And though I was grateful for this amende , I should have been more pleased if I could have felt assured that she would not, in default of Mr. Scott, tease her daughter with recommendations to get used to the idea of myself in the capacity of lover.

Of course after this interview I was more shy than ever of meeting Babiole, and even when, on the second evening afterwards, I saw her standing in the rose garden, apparently waiting for me to come and speak to her, I pretended not to see her, and after examining the sky as if to make out the signs by which one might predict the weather of the morrow, I turned back to finish my cigar in the drive. But the evening after that I found on my table a great bowl full of flowers from her own private garden, and on the following afternoon, while I was writing a letter, there came pattering little steps in the hall and a knock at my open study door.

'Come in,' said I, feeling that I had gone purple and that the thumping of my heart must sound as loudly as a traction engine in the road outside.

Babiole came in very quietly, with a bright flush on her face and shy eyes.
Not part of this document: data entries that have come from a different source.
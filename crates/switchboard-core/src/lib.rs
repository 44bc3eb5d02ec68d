//! # Switchboard Core
//!
//! Core traits and types shared by every Switchboard crate: the tool result
//! envelope, the handler trait, the error taxonomy with its user-facing
//! mapper, the pagination cursor convention and the deadline racer.

pub mod context;
pub mod cursor;
pub mod deadline;
pub mod error;
pub mod handler;
pub mod name;
pub mod result;

pub use context::CallContext;
pub use cursor::{Cursor, CursorError, Page, paginate};
pub use deadline::{DeadlineExceeded, DeadlineRacer, race};
pub use error::{AutomationError, DomainError, HandlerError, describe, domain_error_result};
pub use handler::{FnHandler, SharedHandler, ToolHandler, handler_fn};
pub use name::{InvalidToolName, ToolName};
pub use result::{Arguments, ContentBlock, ToolResult};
Her hands were full of tiny wild flowers, and among them was one little sprig carefully tied up with ribbon.

'I found a plant of white heather this morning on one of the hills by the side of the Gairn,' said she quickly. 'You know they say it is so rare that some Highlanders never see any all their lives. It brings luck they say.'

'Why do you bring it to me then?' I asked, as she put the little blossom on the table beside me. 'You should keep luck for yourself, and not waste it on a person who doesn't deserve any.'

She had nothing to say to this, so she only gave the flower a little push towards me to intimate that I was to enter into possession without delay. I took it up and stuck it in the buttonhole of my old coat.

'It has brought me luck already, you see, since this is the first visit I have had from you for I don't know how long,' I said, looking up at her, and noticing at once with a pang that she had grown in ten days paler and altogether less radiant.
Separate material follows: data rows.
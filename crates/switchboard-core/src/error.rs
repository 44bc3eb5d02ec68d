//! # Error Types
//!
//! Two layers of failure meet at a tool handler:
//!
//! - **Collaborator errors** ([`DomainError`]) raised by the domain services a
//!   handler delegates to: validation, permission, not-found, locked-resource
//!   and external-automation failures. Each carries a user-facing message.
//! - **Handler errors** ([`HandlerError`]) are what a handler hands back to the
//!   dispatcher when it cannot produce a [`ToolResult`].
//!
//! The mapper functions at the bottom of this module turn either layer into
//! text without exposing internal types to the caller.

use crate::deadline::DeadlineExceeded;
use crate::result::ToolResult;
use thiserror::Error;

/// Failure of a call against the scriptable automation target.
#[derive(Debug, Clone, PartialEq, Eq, Error)]
pub enum AutomationError {
    /// The script ran but reported an error, or could not be launched.
    #[error("Script execution failed: {0}")]
    ExecutionFailed(String),

    /// The script did not finish within the channel's time limit.
    #[error("Script timed out after {seconds} seconds")]
    Timeout { seconds: u64 },

    /// The automation host rejected the script source.
    #[error("Script compilation failed: {0}")]
    CompilationFailed(String),
}

/// Errors raised by domain collaborators (calendar, notes, mail, ...).
#[derive(Debug, Clone, PartialEq, Eq, Error)]
pub enum DomainError {
    /// Arguments were missing or malformed.
    #[error("{0}")]
    Validation(String),

    /// The platform denied access to the backing data.
    #[error("{0}")]
    Permission(String),

    /// The requested item does not exist.
    #[error("{0}")]
    NotFound(String),

    /// The backing store is held by another process.
    #[error("{0} (the resource is locked by another process, try again shortly)")]
    ResourceLocked(String),

    /// A call through the automation channel failed.
    #[error(transparent)]
    ExternalAutomation(#[from] AutomationError),
}

impl DomainError {
    pub fn validation(message: impl Into<String>) -> Self {
        DomainError::Validation(message.into())
    }

    pub fn permission(message: impl Into<String>) -> Self {
        DomainError::Permission(message.into())
    }

    pub fn not_found(message: impl Into<String>) -> Self {
        DomainError::NotFound(message.into())
    }

    pub fn resource_locked(message: impl Into<String>) -> Self {
        DomainError::ResourceLocked(message.into())
    }

    /// Short machine-friendly label used in logs.
    pub fn kind(&self) -> &'static str {
        match self {
            DomainError::Validation(_) => "validation",
            DomainError::Permission(_) => "permission",
            DomainError::NotFound(_) => "not_found",
            DomainError::ResourceLocked(_) => "resource_locked",
            DomainError::ExternalAutomation(_) => "external_automation",
        }
    }
}

/// Error returned by a tool handler instead of a [`ToolResult`].
#[derive(Debug, Error)]
pub enum HandlerError {
    #[error(transparent)]
    Domain(#[from] DomainError),

    #[error(transparent)]
    DeadlineExceeded(#[from] DeadlineExceeded),

    #[error("operation was cancelled")]
    Cancelled,

    #[error("{0}")]
    Internal(String),

    #[error(transparent)]
    Other(#[from] Box<dyn std::error::Error + Send + Sync>),
}

impl HandlerError {
    pub fn internal(message: impl Into<String>) -> Self {
        HandlerError::Internal(message.into())
    }

    /// Wrap any error type that does not belong to the known taxonomy.
    pub fn other<E>(err: E) -> Self
    where
        E: std::error::Error + Send + Sync + 'static,
    {
        HandlerError::Other(Box::new(err))
    }
}

impl From<AutomationError> for HandlerError {
    fn from(err: AutomationError) -> Self {
        HandlerError::Domain(DomainError::ExternalAutomation(err))
    }
}

impl From<serde_json::Error> for HandlerError {
    fn from(err: serde_json::Error) -> Self {
        HandlerError::other(err)
    }
}

/// Describe a handler error in user-facing terms.
///
/// Known kinds contribute their own message; anything else falls back to its
/// `Display` text.
pub fn describe(err: &HandlerError) -> String {
    match err {
        HandlerError::Domain(domain) => domain.to_string(),
        HandlerError::DeadlineExceeded(exceeded) => {
            format!("timed out after {} seconds", exceeded.seconds)
        }
        HandlerError::Cancelled => "operation was cancelled".to_string(),
        HandlerError::Internal(message) => message.clone(),
        HandlerError::Other(source) => source.to_string(),
    }
}

/// Render a collaborator error as the `Error:`-prefixed result envelope.
pub fn domain_error_result(err: &DomainError) -> ToolResult {
    ToolResult::error(format!("Error: {err}"))
}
She blushed deeply at this, and sliding down on to her knees, put her arms round Ta-ta, and kissed the collie's ears.

'Ta-ta has missed you awfully,' I went on; 'she told me yesterday that you never take her out on the hills now, and that her digestion is suffering in consequence. She says her tail is losing all its old grand sweep for want of change of air.'

Babiole smoothed the dog's coat affectionately.

'I haven't been out much lately,' she said in a low voice; 'there has been a great deal to do in the cottage, and here too. I've been hemming some curtains for Janet, and helping mamma to make pickles. Oh, I've been very busy, indeed.'

'And I suppose all this amazing superabundance of work is over at last, since you can find time to come and pay calls of ceremony on chance acquaintances.'

She looked up at me reproachfully. My spirits had been rising ever since she came in, and I would only laugh at her.

'I'm sure it is quite time those curtains were hemmed and those pickles were made, so that you can have a chance to go back to Craigendarroch and look about for those roses you've left there.'

'Roses! Oh, do I look white then?' And she began to rub her cheeks with her hands to hide the blush that rose to them.

'Has your mother said anything to you about Aberdeen and the music lessons?'

'Yes.' She looked up with a loving smile.

I had turned my chair round to the fireplace, where a little glimmer of fire was burning; for it was a wet cool day. Babiole had seated herself on a high cloth-covered footstool, and Ta-ta sat between us, looking from the one to the other and wagging her tail to congratulate us on our return to the old terms of friendship. The sky outside was growing lighter towards evening, and the sun was peeping out in a tearful and shamefaced way from behind the rain-clouds. The girl and the sun together had made a great illumination in the old study, though they were not at their brightest.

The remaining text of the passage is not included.